Dom Francisco Biasim
Bispo de Barra do Pirai- Volta Redonda (RJ)
Dias passados, ouvi um amigo dizer: “Qualquer que seja o resultado das eleições, o estrago já está feito!” Não entendi logo todo o alcance dessa frase, mas ao longo dos dias, vez ou outra, ela vinha a tona e aos poucos foram-se delineando na minha reflexão pessoal alguns contornos mais definidos.
Nestes últimos meses um terremoto abalou a vida social e política do nosso país e, como num terremoto cai tudo e se perdem os pontos de referência de uma cidade, assim no Brasil desmoronaram valores que pareciam fazer parte da vida e da cultura do seu povo. Uma onda de ódio tomou conta do país! Na própria família há divisões e ofensas. Ameaças explícitas provocam medo e suspeita nos relacionamentos interpessoais e a boçalidade se tornou normal na fala entre as pessoas e no seu estilo de vida!
Até lideres religiosos cristãos perderam a postura e confundiram os membros de todas as igrejas. Muitos fiéis não se sentiram representados por eles que manifestaram o seu apoio direto ou indireto a candidatos contrários aos valores evangélicos da paz, da mansidão, da defesa da vida a partir da concepção até a morte natural, rejeitando os pobres e todas as pessoas discriminadas da sociedade! Violência, armas, abate e eliminação de pessoas, desprezo dos direitos das minorias, justificadas invocando o nome de Deus e o amor à Pátria, foram a salsa picante que alimentou os noticiários e as redes sociais de milhões de brasileiros. Por outro lado, ao apoiarem tais candidatos, esses líderes motivaram parte do seu rebanho a dar vazão aos mais baixos e brutais instintos aninhados no coração, detonando assim uma espécie de insanidade coletiva.
Essa campanha eleitoral foi marcada pelo “contra” e isso levou a polarizações irredutíveis, a blocos ideológicos prisioneiros de suas próprias convicções e posicionamentos, sem nenhuma capacidade de diálogo. Aliás se fugiu de debates e diálogos para evitar de colocar a público programas de governo. Sim, infelizmente o estrago já está feito!
Nesse redemoinho de pensamentos, magoado por ofensas recebidas por parte de irmãos da própria Igreja, lembrei-me espontaneamente da história do Povo de Deus. Quando tudo acabava através de destruições, extermínios, devastações, exílios e deportações, o que é que os profetas lembravam” O início, o princípio, o primeiro amor! Davam um pulo nas origens, lá onde Deus se mostrou Criador livre e soberano, resgatador da vida, iniciador de uma nova ordem, “Vingador” dos órfãos e das viúvas, Aliado do povo e fiel mantenedor da Promessa! E começava tudo de novo. Um novo início através de um pequeno resto: os pobres de Javé.

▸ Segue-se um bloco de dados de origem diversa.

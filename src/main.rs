use anyhow::{Context, Result};
use clap::Parser;
use std::process::ExitCode;

use mesh_perf::bench::{report, MockServer, MockServerConfig, RunOrchestrator};
use mesh_perf::config::{CliArgs, TestConfig};
use mesh_perf::error::PerfError;

#[tokio::main]
async fn main() -> ExitCode {
    // Load .env file if it exists
    dotenvy::dotenv().ok();

    let args = CliArgs::parse();
    init_logging(&args.log_level);

    match run(args).await {
        Ok(()) => ExitCode::SUCCESS,
        Err(e) => {
            eprintln!("{}", failure_message(&e));
            ExitCode::FAILURE
        }
    }
}

/// Message printed before exiting with status 1
fn failure_message(error: &anyhow::Error) -> String {
    match error.downcast_ref::<PerfError>() {
        Some(PerfError::ConfigNotFound(path)) => {
            format!("Error: Configuration file '{}' not found.", path.display())
        }
        _ => format!("Error running performance tests: {:#}", error),
    }
}

fn init_logging(log_level: &str) {
    let env_filter = tracing_subscriber::EnvFilter::try_from_default_env()
        .unwrap_or_else(|_| tracing_subscriber::EnvFilter::new(log_level.to_lowercase()));

    tracing_subscriber::fmt()
        .with_env_filter(env_filter)
        .with_target(false)
        .with_thread_ids(false)
        .with_file(true)
        .with_line_number(true)
        .init();
}

async fn run(args: CliArgs) -> Result<()> {
    let config = TestConfig::load(&args.config)?;

    // Keep the mock target alive for the whole run
    let mut mock_server = if args.mock_server {
        let mut server = MockServer::new(MockServerConfig {
            latency_ms: args.mock_latency_ms,
            ..Default::default()
        });
        server
            .start()
            .await
            .context("Failed to start mock server")?;
        tracing::info!("Mock server started on {}", server.url());
        Some(server)
    } else {
        None
    };

    let base_url = mock_server
        .as_ref()
        .map(MockServer::url)
        .or(args.base_url.clone());
    let config = config.with_overrides(base_url.as_deref(), args.verbose)?;

    let output = args.output.clone().unwrap_or_else(report::default_output_path);

    print_startup_banner(&args, &config);

    let report = RunOrchestrator::new(config).run_all().await?;
    report
        .write_to(&output)
        .with_context(|| format!("Failed to write report to {}", output.display()))?;
    println!("\nDetailed report saved to: {}", output.display());
    report.print_summary();

    if let Some(server) = mock_server.as_mut() {
        server.stop();
    }

    Ok(())
}

fn print_startup_banner(args: &CliArgs, config: &TestConfig) {
    let settings = &config.settings;
    println!(
        "Starting performance tests with configuration: {}",
        args.config.display()
    );
    println!("Test Parameters:");
    println!("  Test Name: {}", settings.test_name);
    println!("  Base URL: {}", settings.base_url);
    println!("  Endpoints: {}", config.endpoints.len());
    println!("  Concurrent Requests: {}", settings.concurrent_requests);
    println!("  Total Requests per Endpoint: {}", settings.total_requests);
    println!("  Timeout: {}s", settings.timeout_seconds);
    println!("  Warm-up Requests: {}", settings.warm_up_requests);
    if let Some((start, end)) = settings.block_range() {
        println!("  Block Range: {} to {}", start, end);
    }
    println!("  Verbose Mode: {}", settings.verbose);
}

#[cfg(test)]
mod tests {
    use super::*;

    #[tokio::test]
    async fn test_missing_config_fails_before_any_request() {
        let args = CliArgs::parse_from(["mesh-perf", "--config", "/nonexistent/perf.yml"]);

        let err = run(args).await.unwrap_err();

        assert!(matches!(
            err.downcast_ref::<PerfError>(),
            Some(PerfError::ConfigNotFound(_))
        ));
        assert_eq!(
            failure_message(&err),
            "Error: Configuration file '/nonexistent/perf.yml' not found."
        );
    }

    #[tokio::test]
    async fn test_invalid_config_reports_generic_failure() {
        let mut file = tempfile::Builder::new().suffix(".yml").tempfile().unwrap();
        std::io::Write::write_all(&mut file, b"test-name: empty\n").unwrap();
        let path = file.path().to_string_lossy().to_string();
        let args = CliArgs::parse_from(["mesh-perf", "--config", path.as_str()]);

        let err = run(args).await.unwrap_err();

        assert_eq!(
            failure_message(&err),
            "Error running performance tests: Invalid configuration: at least one endpoint must be configured"
        );
    }

    #[test]
    fn test_other_errors_use_the_generic_message() {
        let err = anyhow::Error::from(PerfError::Scheduler("closed".to_string()))
            .context("Failed to run");
        assert_eq!(
            failure_message(&err),
            "Error running performance tests: Failed to run: Scheduler error: closed"
        );
    }
}
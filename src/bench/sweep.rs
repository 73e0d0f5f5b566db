//! Block-range sweeps for block-indexed endpoints.

use super::aggregate::aggregate;
use super::driver::LoadDriver;
use super::report;
use crate::error::Result;
use crate::models::{AggregatedMetrics, EndpointDefinition};

/// Repeats the load driver across an inclusive block range
pub struct BlockRangeSweeper<'a> {
    driver: &'a LoadDriver,
}

impl<'a> BlockRangeSweeper<'a> {
    pub fn new(driver: &'a LoadDriver) -> Self {
        Self { driver }
    }

    /// Test every block in `[block_start, block_end]`, strictly one after another
    ///
    /// Each block's warm-up and measurement finish before the next block starts.
    pub async fn sweep(
        &self,
        endpoint: &EndpointDefinition,
        block_start: i64,
        block_end: i64,
    ) -> Result<AggregatedMetrics> {
        tracing::info!("Using block range: {} to {}", block_start, block_end);

        let mut block_metrics = Vec::new();

        for block_index in block_start..=block_end {
            let metrics = self.driver.run(endpoint, Some(block_index)).await?;
            tracing::debug!(
                endpoint = %endpoint.path,
                block_index,
                successful = metrics.successful_requests,
                failed = metrics.failed_requests,
                "Block complete"
            );
            report::print_metrics(&metrics);
            block_metrics.push(metrics);
        }

        Ok(aggregate(
            &endpoint.path,
            Some((block_start, block_end)),
            block_metrics,
        ))
    }
}
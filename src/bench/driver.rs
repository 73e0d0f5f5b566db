//! Load driver: warm-up followed by a bounded-concurrency measurement run.

use std::sync::Arc;
use std::time::{Duration, Instant};
use tokio::sync::Semaphore;

use super::executor::{unix_timestamp, ExecutorFactory, RequestExecutor};
use crate::config::RunSettings;
use crate::error::{PerfError, Result};
use crate::models::{EndpointDefinition, PerformanceMetrics, TimingRecord};

/// Drives one endpoint through warm-up and measurement
pub struct LoadDriver {
    settings: RunSettings,
    factory: Arc<dyn ExecutorFactory>,
}

impl LoadDriver {
    /// Create a new load driver
    pub fn new(settings: RunSettings, factory: Arc<dyn ExecutorFactory>) -> Self {
        Self { settings, factory }
    }

    /// Run one endpoint, optionally targeting a block index
    ///
    /// Individual request failures never abort the run: the returned metrics always
    /// account for exactly `total_requests` dispatched requests.
    pub async fn run(
        &self,
        endpoint: &EndpointDefinition,
        block_index: Option<i64>,
    ) -> Result<PerformanceMetrics> {
        let target = Arc::new(match block_index {
            Some(index) => endpoint.for_block(index),
            None => endpoint.clone(),
        });

        match block_index {
            Some(index) => tracing::info!(
                "Testing {} - Block {} - {} requests with {} concurrent",
                endpoint.path,
                index,
                self.settings.total_requests,
                self.settings.concurrent_requests
            ),
            None => tracing::info!(
                "Testing {} - {} requests with {} concurrent",
                endpoint.path,
                self.settings.total_requests,
                self.settings.concurrent_requests
            ),
        }

        self.warmup(&target).await?;
        let (timings, window) = self.measure(&target).await?;

        let metrics = PerformanceMetrics::from_timings(
            &endpoint.path,
            block_index,
            timings,
            window,
            self.settings.verbose,
        );

        if metrics.total_requests > 0 && metrics.successful_requests == 0 {
            tracing::warn!(
                endpoint = %endpoint.path,
                block_index = ?block_index,
                "Every request failed"
            );
        }

        Ok(metrics)
    }

    /// Prime connections on a fresh pool; results are discarded
    async fn warmup(&self, endpoint: &EndpointDefinition) -> Result<()> {
        let count = self.settings.warm_up_requests;
        if count == 0 {
            return Ok(());
        }

        tracing::info!("Warming up {} with {} requests...", endpoint.path, count);

        let executor = self.factory.create()?;
        let requests = (0..count).map(|_| executor.execute(endpoint, None));
        futures::future::join_all(requests).await;

        Ok(())
    }

    /// Dispatch every measured request through the admission semaphore
    ///
    /// Permits are taken before each task is spawned, so admission follows
    /// submission order and at most `concurrent_requests` tasks are in flight.
    async fn measure(
        &self,
        endpoint: &Arc<EndpointDefinition>,
    ) -> Result<(Vec<TimingRecord>, Duration)> {
        let total = self.settings.total_requests;
        let slots = self.settings.concurrent_requests;
        if slots > Semaphore::MAX_PERMITS {
            return Err(PerfError::Scheduler(format!(
                "{} concurrent requests exceeds the limit of {}",
                slots,
                Semaphore::MAX_PERMITS
            )));
        }

        let executor: Arc<dyn RequestExecutor> = self.factory.create()?;
        let semaphore = Arc::new(Semaphore::new(slots));

        let start = Instant::now();
        let mut handles = Vec::new();

        for request_id in 0..total as u64 {
            let permit = semaphore
                .clone()
                .acquire_owned()
                .await
                .map_err(|e| PerfError::Scheduler(e.to_string()))?;
            let executor = executor.clone();
            let endpoint = endpoint.clone();
            let tracked_id = self.settings.verbose.then_some(request_id);

            handles.push(tokio::spawn(async move {
                let record = executor.execute(&endpoint, tracked_id).await;
                drop(permit);
                record
            }));
        }

        // Wait for every request to reach a terminal state
        let mut timings = Vec::with_capacity(handles.len());
        for (request_id, handle) in handles.into_iter().enumerate() {
            let record = match handle.await {
                Ok(record) => record,
                Err(e) => {
                    tracing::debug!(request_id, error = %e, "Request task did not complete");
                    let tracked_id = self.settings.verbose.then_some(request_id as u64);
                    TimingRecord::failure(
                        0.0,
                        format!("Request task failed: {}", e),
                        unix_timestamp(),
                    )
                    .with_request_id(tracked_id)
                }
            };
            timings.push(record);
        }

        Ok((timings, start.elapsed()))
    }
}
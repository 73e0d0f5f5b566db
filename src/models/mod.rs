// Data models for endpoints, timings and metrics

pub mod endpoint;
pub mod metrics;

pub use endpoint::EndpointDefinition;
pub use metrics::{AggregatedMetrics, EndpointResult, PerformanceMetrics, TimingRecord};
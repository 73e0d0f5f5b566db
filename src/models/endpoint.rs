use reqwest::Method;
use serde::{Deserialize, Serialize};
use serde_json::Value;

use crate::payload;

/// One configured endpoint to load-test
///
/// Immutable for the duration of a run. Block-indexed runs derive a rewritten copy
/// through [`EndpointDefinition::for_block`] and never touch the original.
#[derive(Debug, Clone, PartialEq, Serialize, Deserialize)]
#[serde(rename_all = "kebab-case")]
pub struct EndpointDefinition {
    /// Path appended to the base URL, e.g. `/block`
    pub path: String,
    /// HTTP method, case-insensitive
    pub method: String,
    /// JSON body sent with every request
    #[serde(default)]
    pub payload: Option<Value>,
    /// Whether the payload carries `block_identifier.index` fields to sweep
    #[serde(default)]
    pub uses_block_index: bool,
}

impl EndpointDefinition {
    pub fn new(path: impl Into<String>, method: impl Into<String>) -> Self {
        Self {
            path: path.into(),
            method: method.into(),
            payload: None,
            uses_block_index: false,
        }
    }

    pub fn with_payload(mut self, payload: Value) -> Self {
        self.payload = Some(payload);
        self
    }

    pub fn block_indexed(mut self) -> Self {
        self.uses_block_index = true;
        self
    }

    /// Parse the configured method into an HTTP method token
    pub fn http_method(&self) -> Option<Method> {
        Method::from_bytes(self.method.trim().to_ascii_uppercase().as_bytes()).ok()
    }

    /// Copy of this endpoint whose payload targets `block_index`
    pub fn for_block(&self, block_index: i64) -> Self {
        Self {
            payload: self
                .payload
                .as_ref()
                .map(|p| payload::with_block_index(p, block_index)),
            ..self.clone()
        }
    }
}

Então pensei: mesmo fazendo campanha e votando “contra”, é preciso jamais perder de vista do que somos a favor. Ou as almas se envenenam. E qualquer que seja o resultado das eleições, é preciso tecer um projeto de futuro onde possamos viver tanto no plano pessoal como no coletivo. “Não dá para viver vendo pela frente apenas horror ou vazio. Tem que sonhar fazendo. Sonhar com um país, sonhar com uma vida. É pelo desejo que nos humanizamos. Resistir nas próximas semanas é principalmente desejar uma vida viva ” vivendo uma vida viva. Se conseguirmos, voltaremos a ganhar mesmo antes de ganhar.” (Eliane Brum: Como resistir em tempos brutos em El País 09-10-2018)
Como cidadãos cristãos não podemos perder a memória, devemos voltar ao início, ao Primeiro Amor. Assim o início será inspirador do futuro e o futuro manterá vivo o sonho que aos poucos irá transformar o presente! E se tiver que haver resistência, que seja na alegria, na justiça do Reino e no amor!